Я покраснел. А потом покраснел еще гуще, потому что вошла Валя.

— Валентина Романовна, — сказала Екатерина Ивановна, выпустив изо рта дым. — Как вы думаете, мужчина в двадцать лет вполне годится для женитьбы?

— Не знаю, Екатерина Ивановна.

— Как это вы не знаете? А вам сколько?

Валя не ответила.

— Скромничаете? Я сама знаю: лет восемнадцать-девятнадцать. Вот и выходите за него.

— За кого?

— За Игоря Александровича. Чем не жених?

— Я слишком высокая для него.

— Пустяки. Он еще вытянется. Мужчины растут до двадцати пяти.

Валя не отвечала.

— Значит, он вам не нравится?

— Ну, прямо не знаю, о чем вы говорите! — рассердилась Валя и выбежала из ординаторской.

— Мы вас женим, — сказала мне Екатерина Ивановна. — Только и жить, пока молодой, а в нашем возрасте все неинтересно.

Маша просунула голову в дверь.

— Игорь Александрович, вас зовут обедать.

— Простите, — сказал я Екатерине Ивановне.

— Идите, конечно: простынет.

Захаров и Гринин сидели за столиком у окна.

— Вот и он! — сказал Гринин, увидев меня в дверях.

— Как Лобов? — спросил я Захарова.

— Живет! А Коршунов как?

Меня опередил Гринин:

— Лучше. Гораздо лучше.

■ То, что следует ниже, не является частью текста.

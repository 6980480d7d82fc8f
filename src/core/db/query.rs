/// Query Execution Module
///
/// This module provides the statement executor: every operation opens its own
/// handle, runs exactly one parameterized statement (or one prepared statement
/// repeated over a batch), and closes the handle before returning. Writes are
/// committed as one transaction per call; reads run without one.

use crate::config::SqliteConfig;
use crate::core::db::connection::DatabaseHandle;
use crate::core::{ExecError, Result, Row, RowSet, Value};
use rusqlite::{params_from_iter, Batch, Connection, OptionalExtension, Statement};
use std::path::Path;
use tracing::debug;

/// Executes single statements against a database file, one handle per call.
#[derive(Debug, Default, Clone)]
pub struct StatementExecutor {
    config: SqliteConfig,
}

impl StatementExecutor {
    /// Creates an executor with the default configuration (foreign keys off)
    pub fn new() -> Self {
        Self::default()
    }

    /// Creates an executor that applies `config` to every handle it opens
    pub fn with_config(config: SqliteConfig) -> Self {
        StatementExecutor { config }
    }

    pub fn config(&self) -> &SqliteConfig {
        &self.config
    }

    /// Opens a handle with this executor's settings.
    pub fn open<P: AsRef<Path>>(&self, path: P) -> Result<DatabaseHandle> {
        DatabaseHandle::open(path, &self.config)
    }

    /// Executes a DDL statement (typically `CREATE TABLE IF NOT EXISTS`) and commits it.
    ///
    /// # Errors
    ///
    /// Returns `ExecError::Statement` for invalid DDL.
    pub fn create_table<P: AsRef<Path>>(&self, path: P, ddl: &str) -> Result<()> {
        self.write(path, ddl, |tx| {
            prepare_single(tx, ddl)?.execute([])?;
            Ok(())
        })
    }

    /// Inserts one row and returns the rowid the engine assigned to it.
    ///
    /// # Errors
    ///
    /// Returns `ExecError::Constraint` on a uniqueness, primary key or not-null
    /// violation; the table is left unchanged.
    pub fn insert_one<P: AsRef<Path>>(&self, path: P, sql: &str, params: &[Value]) -> Result<i64> {
        self.write(path, sql, |tx| {
            prepare_single(tx, sql)?.execute(params_from_iter(params))?;
            let row_id = tx.last_insert_rowid();
            debug!("Inserted row {}", row_id);
            Ok(row_id)
        })
    }

    /// Inserts every row of `rows` with the same statement, as one batch.
    ///
    /// The batch is all-or-nothing: one failing row rolls back the rows before
    /// it. Returns the rowid of the last inserted row, or `None` for an empty batch.
    pub fn insert_many<P: AsRef<Path>>(&self, path: P, sql: &str, rows: &[Row]) -> Result<Option<i64>> {
        self.write(path, sql, |tx| {
            let mut stmt = prepare_single(tx, sql)?;
            for row in rows {
                stmt.execute(params_from_iter(row))?;
            }

            if rows.is_empty() {
                return Ok(None);
            }
            let row_id = tx.last_insert_rowid();
            debug!("Inserted {} rows, last row {}", rows.len(), row_id);
            Ok(Some(row_id))
        })
    }

    /// Fetches the first row a query yields, or `None` when nothing matches.
    pub fn select_one<P: AsRef<Path>>(&self, path: P, sql: &str, params: &[Value]) -> Result<Option<Row>> {
        self.read(path, sql, |handle| {
            let mut stmt = prepare_single(handle.connection()?, sql)?;
            let column_count = stmt.column_count();
            let row = stmt
                .query_row(params_from_iter(params), |row| read_row(row, column_count))
                .optional()?;
            Ok(row)
        })
    }

    /// Fetches every row a query yields, in engine order. Zero matches is an
    /// empty set, not an error.
    pub fn select_many<P: AsRef<Path>>(&self, path: P, sql: &str, params: &[Value]) -> Result<RowSet> {
        self.read(path, sql, |handle| {
            let mut stmt = prepare_single(handle.connection()?, sql)?;
            let column_count = stmt.column_count();
            let rows = stmt
                .query_map(params_from_iter(params), |row| read_row(row, column_count))?
                .collect::<rusqlite::Result<RowSet>>()?;
            debug!("Fetched {} rows", rows.len());
            Ok(rows)
        })
    }

    /// Executes an UPDATE and returns the number of rows it changed.
    pub fn update<P: AsRef<Path>>(&self, path: P, sql: &str, params: &[Value]) -> Result<usize> {
        self.write_counting(path, sql, params)
    }

    /// Executes a DELETE and returns the number of rows it removed.
    pub fn delete<P: AsRef<Path>>(&self, path: P, sql: &str, params: &[Value]) -> Result<usize> {
        self.write_counting(path, sql, params)
    }

    fn write_counting<P: AsRef<Path>>(&self, path: P, sql: &str, params: &[Value]) -> Result<usize> {
        self.write(path, sql, |tx| {
            let changed = prepare_single(tx, sql)?.execute(params_from_iter(params))?;
            debug!("{} rows affected", changed);
            Ok(changed)
        })
    }

    /// Opens a handle, runs `f` in one committed transaction, and closes the handle.
    fn write<P, T, F>(&self, path: P, sql: &str, f: F) -> Result<T>
    where
        P: AsRef<Path>,
        F: FnOnce(&rusqlite::Transaction<'_>) -> Result<T>,
    {
        let mut handle = self.open(path)?;
        debug!(kind = ?StatementType::from_sql(sql), "Executing on {}", handle.path());
        let result = handle.transaction(f);
        handle.close();
        result
    }

    /// Opens a handle, runs `f` against it, and closes the handle.
    fn read<P, T, F>(&self, path: P, sql: &str, f: F) -> Result<T>
    where
        P: AsRef<Path>,
        F: FnOnce(&DatabaseHandle) -> Result<T>,
    {
        let mut handle = self.open(path)?;
        debug!(kind = ?StatementType::from_sql(sql), "Querying {}", handle.path());
        let result = f(&handle);
        handle.close();
        result
    }
}

/// Prepares the only statement in `sql`.
///
/// Trailing whitespace, semicolons and comments are allowed; a second statement
/// is rejected with `ExecError::Statement` rather than silently skipped.
fn prepare_single<'conn>(conn: &'conn Connection, sql: &str) -> Result<Statement<'conn>> {
    let mut batch = Batch::new(conn, sql);
    let stmt = match batch.next()? {
        Some(stmt) => stmt,
        None => {
            return Err(ExecError::Statement(rusqlite::Error::SqliteFailure(
                rusqlite::ffi::Error::new(rusqlite::ffi::SQLITE_MISUSE),
                Some("no statement to execute".to_string()),
            )))
        }
    };

    // a tail that fails to prepare is still a second statement
    match batch.next() {
        Ok(None) => Ok(stmt),
        _ => Err(ExecError::Statement(rusqlite::Error::MultipleStatement)),
    }
}

/// Copies every column of the current row out of the engine.
fn read_row(row: &rusqlite::Row<'_>, column_count: usize) -> rusqlite::Result<Row> {
    let mut values = Vec::with_capacity(column_count);
    for i in 0..column_count {
        values.push(Value::from(row.get_ref(i)?));
    }
    Ok(values)
}

/// Represents different SQL statement types, used to label executed statements
#[derive(Debug, Clone, Copy, PartialEq)]
pub enum StatementType {
    Select,
    Insert,
    Update,
    Delete,
    Create,
    Drop,
    Alter,
    /// BEGIN/COMMIT/ROLLBACK transaction commands
    Transaction,
    Other,
}

impl StatementType {
    /// Determines the statement type from the leading keyword of a SQL string
    pub fn from_sql(sql: &str) -> Self {
        let keyword = sql
            .trim_start()
            .split(|c: char| c.is_whitespace() || c == '(' || c == ';')
            .next()
            .unwrap_or("")
            .to_uppercase();

        match keyword.as_str() {
            "SELECT" | "WITH" | "VALUES" => StatementType::Select,
            "INSERT" | "REPLACE" => StatementType::Insert,
            "UPDATE" => StatementType::Update,
            "DELETE" => StatementType::Delete,
            "CREATE" => StatementType::Create,
            "DROP" => StatementType::Drop,
            "ALTER" => StatementType::Alter,
            "BEGIN" | "COMMIT" | "END" | "ROLLBACK" => StatementType::Transaction,
            _ => StatementType::Other,
        }
    }
}

/// Executes a DDL statement with the default configuration.
pub fn create_table<P: AsRef<Path>>(path: P, ddl: &str) -> Result<()> {
    StatementExecutor::new().create_table(path, ddl)
}

/// Inserts one row with the default configuration, returning its rowid.
pub fn insert_one<P: AsRef<Path>>(path: P, sql: &str, params: &[Value]) -> Result<i64> {
    StatementExecutor::new().insert_one(path, sql, params)
}

/// Inserts a batch of rows with the default configuration, returning the last rowid.
pub fn insert_many<P: AsRef<Path>>(path: P, sql: &str, rows: &[Row]) -> Result<Option<i64>> {
    StatementExecutor::new().insert_many(path, sql, rows)
}

/// Fetches at most one row with the default configuration.
pub fn select_one<P: AsRef<Path>>(path: P, sql: &str, params: &[Value]) -> Result<Option<Row>> {
    StatementExecutor::new().select_one(path, sql, params)
}

/// Fetches all matching rows with the default configuration.
pub fn select_many<P: AsRef<Path>>(path: P, sql: &str, params: &[Value]) -> Result<RowSet> {
    StatementExecutor::new().select_many(path, sql, params)
}

/// Executes an UPDATE with the default configuration, returning the affected row count.
pub fn update<P: AsRef<Path>>(path: P, sql: &str, params: &[Value]) -> Result<usize> {
    StatementExecutor::new().update(path, sql, params)
}

/// Executes a DELETE with the default configuration, returning the removed row count.
pub fn delete<P: AsRef<Path>>(path: P, sql: &str, params: &[Value]) -> Result<usize> {
    StatementExecutor::new().delete(path, sql, params)
}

Я заходил к нему сегодня четыре раза. Обещал скоро выписаться. «Я, — говорит, — из вас хирургического аса сделаю». Эх, скорее бы выписался!

Я сказал Гринину:

— Михаил Илларионович будет решать, когда его выписать, а не он сам. Он слаб, и еще держится высокая температура. Выпишут через недельку, не раньше.

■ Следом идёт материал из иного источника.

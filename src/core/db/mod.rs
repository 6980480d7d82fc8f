/// Database Module
///
/// ## Architecture
///
/// The database layer is split into two concerns:
/// - **Connection Management** (`connection.rs`): opening, configuring and closing one handle
/// - **Query Execution** (`query.rs`): the per-call operations built on top of a handle
///
/// ## Error Handling
///
/// Every operation propagates the typed `ExecError`; nothing is logged and swallowed.
pub mod connection;
pub mod query;

pub use connection::*;
pub use query::*;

— Не думаю, — возразил Гринин. — Пенициллин в два дня собьет температуру.

— Посмотрим, — сказал я.

— Держу пари!

— Тише, дети, — сказал Захаров. — Дайте спокойно поесть.

С двух до четырех у нас был перерыв, и мы пошли отдохнуть к себе в общежитие, в школу. Все сразу же разделись и легли спать, ведь ночью не пришлось сомкнуть глаз даже на минуту. Я завел будильник и стрелку звонка поставил на полчетвертого. Захаров и Гринин вскоре захрапели.

Я долго не мог уснуть. Мне не хотелось вставать и идти к четырем в поликлинику. Мне хотелось только спать, и я перевел стрелку звонка на одиннадцать вечера. Надо же отоспаться за эту сумасшедшую ночь. Засыпая, я слышал гудки паровозов и металлический перестук колес. Казалось, кто-то играет на неизвестном мне инструменте. Еще мне казалось, что все поезда идут в Москву. И на одном из них я и со мной еще кто-то — не то операционная сестра Нина, не то Валя.